_Task statement_:
Lines in the listing below that hold "derive" are the ones to copy.

(Exercise material Opens)

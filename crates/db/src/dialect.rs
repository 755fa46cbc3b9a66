//! SQL dialect adapter: parameterised statement construction portable
//! across the supported relational backends.

use sea_orm::{DbBackend, Statement, Value};

#[derive(Debug, Clone, Copy)]
pub struct Dialect {
    backend: DbBackend,
}

impl Dialect {
    pub fn new(backend: DbBackend) -> Self {
        Self { backend }
    }

    pub fn backend(&self) -> DbBackend {
        self.backend
    }

    pub fn quote(&self, ident: &str) -> String {
        match self.backend {
            DbBackend::MySql => format!("`{}`", ident),
            _ => format!("\"{}\"", ident),
        }
    }

    /// Build a parameterised INSERT. Column order is preserved exactly
    /// as given; values are never interpolated into the SQL text.
    pub fn insert_query(&self, table: &str, columns: &[(&str, Value)]) -> Statement {
        let names: Vec<String> = columns.iter().map(|(c, _)| self.quote(c)).collect();
        let marks: Vec<&str> = columns.iter().map(|_| "?").collect();
        let sql = format!(
            "INSERT INTO {} ({}) VALUES ({})",
            self.quote(table),
            names.join(","),
            marks.join(",")
        );
        self.statement(sql, columns.iter().map(|(_, v)| v.clone()).collect())
    }

    /// Build a parameterised UPDATE; set columns first, then the
    /// where columns, in the given order.
    pub fn update_query(
        &self,
        table: &str,
        set: &[(&str, Value)],
        where_: &[(&str, Value)],
    ) -> Statement {
        let sets: Vec<String> = set
            .iter()
            .map(|(c, _)| format!("{}=?", self.quote(c)))
            .collect();
        let conds: Vec<String> = where_
            .iter()
            .map(|(c, _)| format!("{}=?", self.quote(c)))
            .collect();
        let sql = format!(
            "UPDATE {} SET {} WHERE {}",
            self.quote(table),
            sets.join(","),
            conds.join(" AND ")
        );
        let values = set.iter().chain(where_.iter()).map(|(_, v)| v.clone()).collect();
        self.statement(sql, values)
    }

    /// Row-lock suffix for the version read at the head of a write
    /// transaction. SQLite serialises writers itself and accepts no
    /// FOR UPDATE syntax.
    pub fn for_update_clause(&self) -> &'static str {
        match self.backend {
            DbBackend::Sqlite => "",
            _ => " FOR UPDATE",
        }
    }

    /// Column type for opaque binary payloads.
    pub fn blob_type(&self) -> &'static str {
        match self.backend {
            DbBackend::MySql => "LONGBLOB",
            DbBackend::Postgres => "BYTEA",
            _ => "BLOB",
        }
    }

    /// Wrap SQL written with `?` placeholders into a statement for this
    /// backend, renumbering to `$N` for Postgres.
    pub fn statement(&self, sql: String, values: Vec<Value>) -> Statement {
        Statement::from_sql_and_values(self.backend, self.finalize(&sql), values)
    }

    fn finalize(&self, sql: &str) -> String {
        if self.backend != DbBackend::Postgres {
            return sql.to_string();
        }
        let mut out = String::with_capacity(sql.len() + 8);
        let mut n = 0usize;
        for c in sql.chars() {
            if c == '?' {
                n += 1;
                out.push('$');
                out.push_str(&n.to_string());
            } else {
                out.push(c);
            }
        }
        out
    }
}
//! Migration log entity: one row per executed migration.

use sea_orm::entity::prelude::*;

#[derive(Clone, Debug, PartialEq, DeriveEntityModel, Eq)]
#[sea_orm(table_name = "entity_migration_log")]
pub struct Model {
    #[sea_orm(primary_key, auto_increment = false)]
    pub migration_id: String,
    pub executed_at: i64,
    pub success: bool,
}

#[derive(Copy, Clone, Debug, EnumIter, DeriveRelation)]
pub enum Relation {}

impl ActiveModelBehavior for ActiveModel {}
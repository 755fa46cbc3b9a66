//! Ordered select-query builder used by the search path.

use sea_orm::{Statement, Value};

use crate::dialect::Dialect;

pub struct SelectQuery {
    dialect: Dialect,
    fields: Vec<String>,
    from: String,
    conditions: Vec<String>,
    args: Vec<Value>,
    order_by: Option<String>,
    limit: i64,
    one_extra: bool,
}

impl SelectQuery {
    pub fn new(dialect: Dialect, from: &str) -> Self {
        Self {
            dialect,
            fields: Vec::new(),
            from: from.to_string(),
            conditions: Vec::new(),
            args: Vec::new(),
            order_by: None,
            limit: 0,
            one_extra: false,
        }
    }

    pub fn fields(&mut self, fields: &[&str]) -> &mut Self {
        self.fields
            .extend(fields.iter().map(|f| self.dialect.quote(f)));
        self
    }

    pub fn add_where(&mut self, column: &str, value: impl Into<Value>) -> &mut Self {
        self.conditions
            .push(format!("{}=?", self.dialect.quote(column)));
        self.args.push(value.into());
        self
    }

    pub fn add_where_gt(&mut self, column: &str, value: impl Into<Value>) -> &mut Self {
        self.conditions
            .push(format!("{}>?", self.dialect.quote(column)));
        self.args.push(value.into());
        self
    }

    /// `column IN (…)` with one placeholder per value, in order.
    pub fn add_where_in(&mut self, column: &str, values: Vec<Value>) -> &mut Self {
        let marks: Vec<&str> = values.iter().map(|_| "?").collect();
        self.conditions.push(format!(
            "{} IN ({})",
            self.dialect.quote(column),
            marks.join(",")
        ));
        self.args.extend(values);
        self
    }

    /// `column IN (<subquery>)`; the subquery is written with `?`
    /// placeholders and its args follow any already collected.
    pub fn add_where_in_subquery(
        &mut self,
        column: &str,
        subquery: &str,
        args: Vec<Value>,
    ) -> &mut Self {
        self.conditions.push(format!(
            "{} IN ({})",
            self.dialect.quote(column),
            subquery
        ));
        self.args.extend(args);
        self
    }

    pub fn order_by_asc(&mut self, column: &str) -> &mut Self {
        self.order_by = Some(format!("{} ASC", self.dialect.quote(column)));
        self
    }

    /// Request one extra row past the limit so the caller can detect a
    /// further page.
    pub fn limit(&mut self, limit: i64, one_extra: bool) -> &mut Self {
        self.limit = limit;
        self.one_extra = one_extra;
        self
    }

    pub fn to_statement(&self) -> Statement {
        let mut sql = format!("SELECT {} FROM {}", self.fields.join(","), self.from);
        if !self.conditions.is_empty() {
            sql.push_str(" WHERE ");
            sql.push_str(
                &self
                    .conditions
                    .iter()
                    .map(|c| format!("({})", c))
                    .collect::<Vec<_>>()
                    .join(" AND "),
            );
        }
        if let Some(order) = &self.order_by {
            sql.push_str(" ORDER BY ");
            sql.push_str(order);
        }
        if self.limit > 0 {
            let limit = self.limit + if self.one_extra { 1 } else { 0 };
            sql.push_str(&format!(" LIMIT {}", limit));
        }
        self.dialect.statement(sql, self.args.clone())
    }
}
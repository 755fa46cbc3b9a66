//! The SQL entity server: the transactional write/read/delete/history/
//! search/find-references engine.

use std::collections::HashMap;
use std::sync::Arc;

use async_trait::async_trait;
use chrono::Utc;
use futures::future::BoxFuture;
use sea_orm::{
    ConnectionTrait, DatabaseConnection, DatabaseTransaction, QueryResult, TransactionTrait, Value,
};
use tracing::{debug, error};

use db::EntityDb;
use db::dialect::Dialect;
use db::query::SelectQuery;
use grn::Grn;

use crate::api::{
    AdminWriteEntityRequest, BatchReadEntityRequest, BatchReadEntityResponse, DeleteEntityRequest,
    DeleteEntityResponse, Entity, EntityHistoryRequest, EntityHistoryResponse, EntityOriginInfo,
    EntitySearchRequest, EntitySearchResponse, EntitySearchResult, EntityStore, EntityVersionInfo,
    ReadEntityRequest, ReferenceRequest, WriteEntityRequest, WriteEntityResponse, WriteStatus,
};
use crate::ctx::RequestContext;
use crate::error::{EntityError, Result};
use crate::folders;
use crate::identity;
use crate::kind::{KindRegistry, STANDARD_KIND_FOLDER};
use crate::meta::ResourceMetadata;
use crate::resolver::ReferenceResolver;
use crate::summary::{SummarySupport, slugify, summary_from_projections};

const DEFAULT_SEARCH_LIMIT: i64 = 100;

pub struct SqlEntityServer {
    db: DatabaseConnection,
    dialect: Dialect,
    kinds: Arc<KindRegistry>,
    resolver: Arc<dyn ReferenceResolver>,
}
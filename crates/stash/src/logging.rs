//! Console logging initialisation.

use anyhow::Result;
use tracing_subscriber::{EnvFilter, layer::SubscriberExt, util::SubscriberInitExt};

/// Initialise console logging, filtered by `RUST_LOG` (default `info`).
pub fn init_logging() -> Result<()> {
    let filter = EnvFilter::try_from_default_env().unwrap_or_else(|_| EnvFilter::new("info"));

    tracing_subscriber::registry()
        .with(filter)
        .with(tracing_subscriber::fmt::layer())
        .try_init()
        .map_err(|e| anyhow::anyhow!("failed to initialise logging: {}", e))
}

(Exercise material Closes)

_Task answer_:
#[derive(Debug, Clone, Copy)]
#[derive(Clone, Debug, PartialEq, DeriveEntityModel, Eq)]
#[derive(Copy, Clone, Debug, EnumIter, DeriveRelation)]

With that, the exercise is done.